(Stored data)

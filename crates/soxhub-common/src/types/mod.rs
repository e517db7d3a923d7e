//! Common types used across SOX Hub
//!
//! Domain enums for the control registry plus the partial change set that
//! flows through change requests, direct edits, and version history entries.

use serde::{Deserialize, Serialize};
use uuid::Uuid;

use crate::error::HubError;

/// A role a user can hold
#[derive(Debug, Clone, Copy, PartialEq, Eq, Hash, Serialize, Deserialize)]
#[serde(rename_all = "kebab-case")]
pub enum Role {
    /// May manage users, edit controls directly, and decide change requests
    Admin,
    /// May own controls and submit change requests against them
    ControlOwner,
}

impl Role {
    pub fn as_str(&self) -> &'static str {
        match self {
            Role::Admin => "admin",
            Role::ControlOwner => "control-owner",
        }
    }
}

impl std::str::FromStr for Role {
    type Err = HubError;

    fn from_str(s: &str) -> Result<Self, Self::Err> {
        match s {
            "admin" => Ok(Role::Admin),
            "control-owner" => Ok(Role::ControlOwner),
            _ => Err(HubError::Parse(format!("invalid role: {}", s))),
        }
    }
}

impl std::fmt::Display for Role {
    fn fmt(&self, f: &mut std::fmt::Formatter<'_>) -> std::fmt::Result {
        write!(f, "{}", self.as_str())
    }
}

/// Lifecycle status of a control
#[derive(Debug, Clone, Copy, PartialEq, Eq, Serialize, Deserialize)]
#[serde(rename_all = "lowercase")]
pub enum ControlStatus {
    Active,
    Inactive,
    Draft,
    Pending,
}

impl ControlStatus {
    pub fn as_str(&self) -> &'static str {
        match self {
            ControlStatus::Active => "active",
            ControlStatus::Inactive => "inactive",
            ControlStatus::Draft => "draft",
            ControlStatus::Pending => "pending",
        }
    }
}

impl std::str::FromStr for ControlStatus {
    type Err = HubError;

    fn from_str(s: &str) -> Result<Self, Self::Err> {
        match s {
            "active" => Ok(ControlStatus::Active),
            "inactive" => Ok(ControlStatus::Inactive),
            "draft" => Ok(ControlStatus::Draft),
            "pending" => Ok(ControlStatus::Pending),
            _ => Err(HubError::Parse(format!("invalid control status: {}", s))),
        }
    }
}

impl std::fmt::Display for ControlStatus {
    fn fmt(&self, f: &mut std::fmt::Formatter<'_>) -> std::fmt::Result {
        write!(f, "{}", self.as_str())
    }
}

/// Whether a control prevents or detects an error condition
#[derive(Debug, Clone, Copy, PartialEq, Eq, Serialize, Deserialize)]
#[serde(rename_all = "lowercase")]
pub enum ControlType {
    Preventive,
    Detective,
}

impl ControlType {
    pub fn as_str(&self) -> &'static str {
        match self {
            ControlType::Preventive => "preventive",
            ControlType::Detective => "detective",
        }
    }
}

impl std::str::FromStr for ControlType {
    type Err = HubError;

    fn from_str(s: &str) -> Result<Self, Self::Err> {
        match s {
            "preventive" => Ok(ControlType::Preventive),
            "detective" => Ok(ControlType::Detective),
            _ => Err(HubError::Parse(format!("invalid control type: {}", s))),
        }
    }
}

impl std::fmt::Display for ControlType {
    fn fmt(&self, f: &mut std::fmt::Formatter<'_>) -> std::fmt::Result {
        write!(f, "{}", self.as_str())
    }
}

/// How often a control is executed
#[derive(Debug, Clone, Copy, PartialEq, Eq, Serialize, Deserialize)]
#[serde(rename_all = "kebab-case")]
pub enum ControlFrequency {
    Daily,
    Weekly,
    Monthly,
    Quarterly,
    Annual,
    AdHoc,
}

impl ControlFrequency {
    pub fn as_str(&self) -> &'static str {
        match self {
            ControlFrequency::Daily => "daily",
            ControlFrequency::Weekly => "weekly",
            ControlFrequency::Monthly => "monthly",
            ControlFrequency::Quarterly => "quarterly",
            ControlFrequency::Annual => "annual",
            ControlFrequency::AdHoc => "ad-hoc",
        }
    }
}

impl std::str::FromStr for ControlFrequency {
    type Err = HubError;

    fn from_str(s: &str) -> Result<Self, Self::Err> {
        match s {
            "daily" => Ok(ControlFrequency::Daily),
            "weekly" => Ok(ControlFrequency::Weekly),
            "monthly" => Ok(ControlFrequency::Monthly),
            "quarterly" => Ok(ControlFrequency::Quarterly),
            "annual" => Ok(ControlFrequency::Annual),
            "ad-hoc" => Ok(ControlFrequency::AdHoc),
            _ => Err(HubError::Parse(format!("invalid control frequency: {}", s))),
        }
    }
}

impl std::fmt::Display for ControlFrequency {
    fn fmt(&self, f: &mut std::fmt::Formatter<'_>) -> std::fmt::Result {
        write!(f, "{}", self.as_str())
    }
}

/// Review status of a change request
#[derive(Debug, Clone, Copy, PartialEq, Eq, Serialize, Deserialize)]
#[serde(rename_all = "lowercase")]
pub enum RequestStatus {
    Pending,
    Approved,
    Rejected,
}

impl RequestStatus {
    pub fn as_str(&self) -> &'static str {
        match self {
            RequestStatus::Pending => "pending",
            RequestStatus::Approved => "approved",
            RequestStatus::Rejected => "rejected",
        }
    }
}

impl std::str::FromStr for RequestStatus {
    type Err = HubError;

    fn from_str(s: &str) -> Result<Self, Self::Err> {
        match s {
            "pending" => Ok(RequestStatus::Pending),
            "approved" => Ok(RequestStatus::Approved),
            "rejected" => Ok(RequestStatus::Rejected),
            _ => Err(HubError::Parse(format!("invalid request status: {}", s))),
        }
    }
}

impl std::fmt::Display for RequestStatus {
    fn fmt(&self, f: &mut std::fmt::Formatter<'_>) -> std::fmt::Result {
        write!(f, "{}", self.as_str())
    }
}

// ============================================================================
// Change Sets
// ============================================================================

/// A partial set of control fields, proposed by a change request or applied
/// by a direct edit. `None` means "leave unchanged".
///
/// Status is deliberately absent: status transitions are a separate admin
/// operation and never travel through a change set. Unknown fields are
/// rejected at deserialization so a proposal cannot smuggle them in.
#[derive(Debug, Clone, Default, PartialEq, Serialize, Deserialize)]
#[serde(deny_unknown_fields)]
pub struct ControlChanges {
    #[serde(default, skip_serializing_if = "Option::is_none")]
    pub name: Option<String>,

    #[serde(default, skip_serializing_if = "Option::is_none")]
    pub description: Option<String>,

    #[serde(default, skip_serializing_if = "Option::is_none")]
    pub owner_id: Option<Uuid>,

    #[serde(default, skip_serializing_if = "Option::is_none")]
    pub frequency: Option<ControlFrequency>,

    #[serde(default, skip_serializing_if = "Option::is_none")]
    pub control_type: Option<ControlType>,

    #[serde(default, skip_serializing_if = "Option::is_none")]
    pub related_risks: Option<Vec<String>>,

    #[serde(default, skip_serializing_if = "Option::is_none")]
    pub test_procedures: Option<String>,

    #[serde(default, skip_serializing_if = "Option::is_none")]
    pub evidence_requirements: Option<String>,
}

impl ControlChanges {
    /// True when no field is proposed
    pub fn is_empty(&self) -> bool {
        self.name.is_none()
            && self.description.is_none()
            && self.owner_id.is_none()
            && self.frequency.is_none()
            && self.control_type.is_none()
            && self.related_risks.is_none()
            && self.test_procedures.is_none()
            && self.evidence_requirements.is_none()
    }

    /// Names of the fields this change set touches, in declaration order
    pub fn changed_fields(&self) -> Vec<&'static str> {
        let mut fields = Vec::new();
        if self.name.is_some() {
            fields.push("name");
        }
        if self.description.is_some() {
            fields.push("description");
        }
        if self.owner_id.is_some() {
            fields.push("owner_id");
        }
        if self.frequency.is_some() {
            fields.push("frequency");
        }
        if self.control_type.is_some() {
            fields.push("control_type");
        }
        if self.related_risks.is_some() {
            fields.push("related_risks");
        }
        if self.test_procedures.is_some() {
            fields.push("test_procedures");
        }
        if self.evidence_requirements.is_some() {
            fields.push("evidence_requirements");
        }
        fields
    }
}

Directions:
Search the records line by line for the word "Pending" and copy every line where it appears.

Response area:
    Pending,
            ControlStatus::Pending => "pending",
            "pending" => Ok(ControlStatus::Pending),
    Pending,
            RequestStatus::Pending => "pending",
            "pending" => Ok(RequestStatus::Pending),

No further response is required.